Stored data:
┌────────
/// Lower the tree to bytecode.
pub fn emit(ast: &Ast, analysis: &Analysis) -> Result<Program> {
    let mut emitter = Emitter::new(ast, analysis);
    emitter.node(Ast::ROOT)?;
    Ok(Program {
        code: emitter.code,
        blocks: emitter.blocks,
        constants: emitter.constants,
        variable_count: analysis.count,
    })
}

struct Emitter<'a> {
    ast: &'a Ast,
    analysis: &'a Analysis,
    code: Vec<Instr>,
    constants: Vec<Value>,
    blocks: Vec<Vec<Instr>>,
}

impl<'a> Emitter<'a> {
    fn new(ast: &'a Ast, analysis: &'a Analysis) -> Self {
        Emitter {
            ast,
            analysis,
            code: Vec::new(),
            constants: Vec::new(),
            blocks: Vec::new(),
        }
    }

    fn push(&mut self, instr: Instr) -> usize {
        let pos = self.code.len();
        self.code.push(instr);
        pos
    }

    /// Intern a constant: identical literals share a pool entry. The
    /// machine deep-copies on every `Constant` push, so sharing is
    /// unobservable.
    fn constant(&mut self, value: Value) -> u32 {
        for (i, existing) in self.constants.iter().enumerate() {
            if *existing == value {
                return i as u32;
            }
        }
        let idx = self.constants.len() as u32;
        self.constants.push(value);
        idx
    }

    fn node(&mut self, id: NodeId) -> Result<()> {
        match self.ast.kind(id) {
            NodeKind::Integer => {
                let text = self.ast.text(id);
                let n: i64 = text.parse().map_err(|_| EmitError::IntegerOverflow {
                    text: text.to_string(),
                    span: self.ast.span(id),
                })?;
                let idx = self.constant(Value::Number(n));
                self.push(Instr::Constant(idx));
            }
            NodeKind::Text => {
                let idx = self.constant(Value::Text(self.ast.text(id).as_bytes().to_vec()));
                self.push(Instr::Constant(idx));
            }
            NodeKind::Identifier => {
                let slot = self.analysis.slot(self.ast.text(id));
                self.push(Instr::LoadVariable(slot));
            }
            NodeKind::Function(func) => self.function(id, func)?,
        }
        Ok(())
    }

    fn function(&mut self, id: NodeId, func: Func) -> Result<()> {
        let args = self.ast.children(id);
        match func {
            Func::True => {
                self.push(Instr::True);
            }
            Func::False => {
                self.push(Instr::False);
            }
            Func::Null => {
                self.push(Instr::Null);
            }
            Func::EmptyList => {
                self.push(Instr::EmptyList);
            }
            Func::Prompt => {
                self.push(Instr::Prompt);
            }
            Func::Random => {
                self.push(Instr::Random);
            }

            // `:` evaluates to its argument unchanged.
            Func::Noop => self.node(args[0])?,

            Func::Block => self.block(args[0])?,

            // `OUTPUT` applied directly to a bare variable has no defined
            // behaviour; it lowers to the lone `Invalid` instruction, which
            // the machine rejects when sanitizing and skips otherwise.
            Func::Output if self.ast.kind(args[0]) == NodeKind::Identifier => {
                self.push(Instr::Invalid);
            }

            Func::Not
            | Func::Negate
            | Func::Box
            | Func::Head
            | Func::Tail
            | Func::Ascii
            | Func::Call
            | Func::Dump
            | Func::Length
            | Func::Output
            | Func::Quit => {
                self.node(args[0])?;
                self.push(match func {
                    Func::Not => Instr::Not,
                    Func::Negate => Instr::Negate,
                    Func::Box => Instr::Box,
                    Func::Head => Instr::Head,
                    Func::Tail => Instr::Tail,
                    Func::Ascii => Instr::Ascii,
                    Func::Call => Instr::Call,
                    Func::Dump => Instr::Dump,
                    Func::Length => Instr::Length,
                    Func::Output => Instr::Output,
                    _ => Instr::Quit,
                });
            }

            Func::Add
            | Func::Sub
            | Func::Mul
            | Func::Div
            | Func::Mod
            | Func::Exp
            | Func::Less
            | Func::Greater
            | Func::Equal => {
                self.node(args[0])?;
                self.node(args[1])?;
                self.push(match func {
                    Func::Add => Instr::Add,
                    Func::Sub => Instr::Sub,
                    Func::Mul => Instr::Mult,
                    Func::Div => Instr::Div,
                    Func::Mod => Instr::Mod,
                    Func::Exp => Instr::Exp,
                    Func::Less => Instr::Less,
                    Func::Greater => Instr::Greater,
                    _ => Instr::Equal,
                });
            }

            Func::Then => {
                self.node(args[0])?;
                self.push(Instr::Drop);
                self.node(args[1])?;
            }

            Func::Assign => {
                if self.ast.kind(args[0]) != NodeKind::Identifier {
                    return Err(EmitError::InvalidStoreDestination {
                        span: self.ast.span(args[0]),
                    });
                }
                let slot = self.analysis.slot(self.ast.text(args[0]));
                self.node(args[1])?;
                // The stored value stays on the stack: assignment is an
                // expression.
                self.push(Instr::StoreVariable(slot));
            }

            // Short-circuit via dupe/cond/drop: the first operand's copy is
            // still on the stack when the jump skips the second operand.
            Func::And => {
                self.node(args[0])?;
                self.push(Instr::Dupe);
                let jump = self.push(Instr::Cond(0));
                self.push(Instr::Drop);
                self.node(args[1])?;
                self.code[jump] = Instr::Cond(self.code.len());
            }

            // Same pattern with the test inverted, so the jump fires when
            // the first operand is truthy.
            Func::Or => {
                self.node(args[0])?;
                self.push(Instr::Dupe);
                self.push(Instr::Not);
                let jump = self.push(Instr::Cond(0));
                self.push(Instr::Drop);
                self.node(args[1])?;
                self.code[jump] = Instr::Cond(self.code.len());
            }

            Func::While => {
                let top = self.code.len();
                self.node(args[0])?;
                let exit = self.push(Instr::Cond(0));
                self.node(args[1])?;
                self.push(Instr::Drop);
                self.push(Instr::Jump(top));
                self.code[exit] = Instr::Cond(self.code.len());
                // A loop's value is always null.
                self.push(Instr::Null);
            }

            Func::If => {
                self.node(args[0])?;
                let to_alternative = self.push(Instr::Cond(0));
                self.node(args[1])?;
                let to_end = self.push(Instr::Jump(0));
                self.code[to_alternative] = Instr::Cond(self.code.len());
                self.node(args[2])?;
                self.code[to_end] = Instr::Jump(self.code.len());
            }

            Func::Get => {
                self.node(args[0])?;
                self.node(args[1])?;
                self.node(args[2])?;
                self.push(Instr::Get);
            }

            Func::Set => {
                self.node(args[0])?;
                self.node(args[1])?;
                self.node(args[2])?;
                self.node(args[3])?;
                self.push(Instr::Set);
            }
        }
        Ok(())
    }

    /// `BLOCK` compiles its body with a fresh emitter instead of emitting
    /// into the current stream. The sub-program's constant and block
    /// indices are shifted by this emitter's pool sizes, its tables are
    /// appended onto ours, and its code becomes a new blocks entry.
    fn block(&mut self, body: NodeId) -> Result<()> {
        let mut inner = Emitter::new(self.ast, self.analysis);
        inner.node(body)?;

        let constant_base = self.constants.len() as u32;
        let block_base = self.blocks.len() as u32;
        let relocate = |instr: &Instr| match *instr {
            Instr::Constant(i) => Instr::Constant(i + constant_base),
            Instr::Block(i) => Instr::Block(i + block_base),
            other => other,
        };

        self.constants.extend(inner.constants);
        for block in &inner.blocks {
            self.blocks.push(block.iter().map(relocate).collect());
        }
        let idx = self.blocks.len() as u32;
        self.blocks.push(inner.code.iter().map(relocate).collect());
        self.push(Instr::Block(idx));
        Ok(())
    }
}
└────────
== TASK DIRECTIONS ==
Nothing is to be altered; retype each entry exactly.

== TASK SOLUTION ==
/// Lower the tree to bytecode.
pub fn emit(ast: &Ast, analysis: &Analysis) -> Result<Program> {
    let mut emitter = Emitter::new(ast, analysis);
    emitter.node(Ast::ROOT)?;
    Ok(Program {
        code: emitter.code,
        blocks: emitter.blocks,
        constants: emitter.constants,
        variable_count: analysis.count,
    })
}

struct Emitter<'a> {
    ast: &'a Ast,
    analysis: &'a Analysis,
    code: Vec<Instr>,
    constants: Vec<Value>,
    blocks: Vec<Vec<Instr>>,
}

impl<'a> Emitter<'a> {
    fn new(ast: &'a Ast, analysis: &'a Analysis) -> Self {
        Emitter {
            ast,
            analysis,
            code: Vec::new(),
            constants: Vec::new(),
            blocks: Vec::new(),
        }
    }

    fn push(&mut self, instr: Instr) -> usize {
        let pos = self.code.len();
        self.code.push(instr);
        pos
    }

    /// Intern a constant: identical literals share a pool entry. The
    /// machine deep-copies on every `Constant` push, so sharing is
    /// unobservable.
    fn constant(&mut self, value: Value) -> u32 {
        for (i, existing) in self.constants.iter().enumerate() {
            if *existing == value {
                return i as u32;
            }
        }
        let idx = self.constants.len() as u32;
        self.constants.push(value);
        idx
    }

    fn node(&mut self, id: NodeId) -> Result<()> {
        match self.ast.kind(id) {
            NodeKind::Integer => {
                let text = self.ast.text(id);
                let n: i64 = text.parse().map_err(|_| EmitError::IntegerOverflow {
                    text: text.to_string(),
                    span: self.ast.span(id),
                })?;
                let idx = self.constant(Value::Number(n));
                self.push(Instr::Constant(idx));
            }
            NodeKind::Text => {
                let idx = self.constant(Value::Text(self.ast.text(id).as_bytes().to_vec()));
                self.push(Instr::Constant(idx));
            }
            NodeKind::Identifier => {
                let slot = self.analysis.slot(self.ast.text(id));
                self.push(Instr::LoadVariable(slot));
            }
            NodeKind::Function(func) => self.function(id, func)?,
        }
        Ok(())
    }

    fn function(&mut self, id: NodeId, func: Func) -> Result<()> {
        let args = self.ast.children(id);
        match func {
            Func::True => {
                self.push(Instr::True);
            }
            Func::False => {
                self.push(Instr::False);
            }
            Func::Null => {
                self.push(Instr::Null);
            }
            Func::EmptyList => {
                self.push(Instr::EmptyList);
            }
            Func::Prompt => {
                self.push(Instr::Prompt);
            }
            Func::Random => {
                self.push(Instr::Random);
            }

            // `:` evaluates to its argument unchanged.
            Func::Noop => self.node(args[0])?,

            Func::Block => self.block(args[0])?,

            // `OUTPUT` applied directly to a bare variable has no defined
            // behaviour; it lowers to the lone `Invalid` instruction, which
            // the machine rejects when sanitizing and skips otherwise.
            Func::Output if self.ast.kind(args[0]) == NodeKind::Identifier => {
                self.push(Instr::Invalid);
            }

            Func::Not
            | Func::Negate
            | Func::Box
            | Func::Head
            | Func::Tail
            | Func::Ascii
            | Func::Call
            | Func::Dump
            | Func::Length
            | Func::Output
            | Func::Quit => {
                self.node(args[0])?;
                self.push(match func {
                    Func::Not => Instr::Not,
                    Func::Negate => Instr::Negate,
                    Func::Box => Instr::Box,
                    Func::Head => Instr::Head,
                    Func::Tail => Instr::Tail,
                    Func::Ascii => Instr::Ascii,
                    Func::Call => Instr::Call,
                    Func::Dump => Instr::Dump,
                    Func::Length => Instr::Length,
                    Func::Output => Instr::Output,
                    _ => Instr::Quit,
                });
            }

            Func::Add
            | Func::Sub
            | Func::Mul
            | Func::Div
            | Func::Mod
            | Func::Exp
            | Func::Less
            | Func::Greater
            | Func::Equal => {
                self.node(args[0])?;
                self.node(args[1])?;
                self.push(match func {
                    Func::Add => Instr::Add,
                    Func::Sub => Instr::Sub,
                    Func::Mul => Instr::Mult,
                    Func::Div => Instr::Div,
                    Func::Mod => Instr::Mod,
                    Func::Exp => Instr::Exp,
                    Func::Less => Instr::Less,
                    Func::Greater => Instr::Greater,
                    _ => Instr::Equal,
                });
            }

            Func::Then => {
                self.node(args[0])?;
                self.push(Instr::Drop);
                self.node(args[1])?;
            }

            Func::Assign => {
                if self.ast.kind(args[0]) != NodeKind::Identifier {
                    return Err(EmitError::InvalidStoreDestination {
                        span: self.ast.span(args[0]),
                    });
                }
                let slot = self.analysis.slot(self.ast.text(args[0]));
                self.node(args[1])?;
                // The stored value stays on the stack: assignment is an
                // expression.
                self.push(Instr::StoreVariable(slot));
            }

            // Short-circuit via dupe/cond/drop: the first operand's copy is
            // still on the stack when the jump skips the second operand.
            Func::And => {
                self.node(args[0])?;
                self.push(Instr::Dupe);
                let jump = self.push(Instr::Cond(0));
                self.push(Instr::Drop);
                self.node(args[1])?;
                self.code[jump] = Instr::Cond(self.code.len());
            }

            // Same pattern with the test inverted, so the jump fires when
            // the first operand is truthy.
            Func::Or => {
                self.node(args[0])?;
                self.push(Instr::Dupe);
                self.push(Instr::Not);
                let jump = self.push(Instr::Cond(0));
                self.push(Instr::Drop);
                self.node(args[1])?;
                self.code[jump] = Instr::Cond(self.code.len());
            }

            Func::While => {
                let top = self.code.len();
                self.node(args[0])?;
                let exit = self.push(Instr::Cond(0));
                self.node(args[1])?;
                self.push(Instr::Drop);
                self.push(Instr::Jump(top));
                self.code[exit] = Instr::Cond(self.code.len());
                // A loop's value is always null.
                self.push(Instr::Null);
            }

            Func::If => {
                self.node(args[0])?;
                let to_alternative = self.push(Instr::Cond(0));
                self.node(args[1])?;
                let to_end = self.push(Instr::Jump(0));
                self.code[to_alternative] = Instr::Cond(self.code.len());
                self.node(args[2])?;
                self.code[to_end] = Instr::Jump(self.code.len());
            }

            Func::Get => {
                self.node(args[0])?;
                self.node(args[1])?;
                self.node(args[2])?;
                self.push(Instr::Get);
            }

            Func::Set => {
                self.node(args[0])?;
                self.node(args[1])?;
                self.node(args[2])?;
                self.node(args[3])?;
                self.push(Instr::Set);
            }
        }
        Ok(())
    }

    /// `BLOCK` compiles its body with a fresh emitter instead of emitting
    /// into the current stream. The sub-program's constant and block
    /// indices are shifted by this emitter's pool sizes, its tables are
    /// appended onto ours, and its code becomes a new blocks entry.
    fn block(&mut self, body: NodeId) -> Result<()> {
        let mut inner = Emitter::new(self.ast, self.analysis);
        inner.node(body)?;

        let constant_base = self.constants.len() as u32;
        let block_base = self.blocks.len() as u32;
        let relocate = |instr: &Instr| match *instr {
            Instr::Constant(i) => Instr::Constant(i + constant_base),
            Instr::Block(i) => Instr::Block(i + block_base),
            other => other,
        };

        self.constants.extend(inner.constants);
        for block in &inner.blocks {
            self.blocks.push(block.iter().map(relocate).collect());
        }
        let idx = self.blocks.len() as u32;
        self.blocks.push(inner.code.iter().map(relocate).collect());
        self.push(Instr::Block(idx));
        Ok(())
    }
}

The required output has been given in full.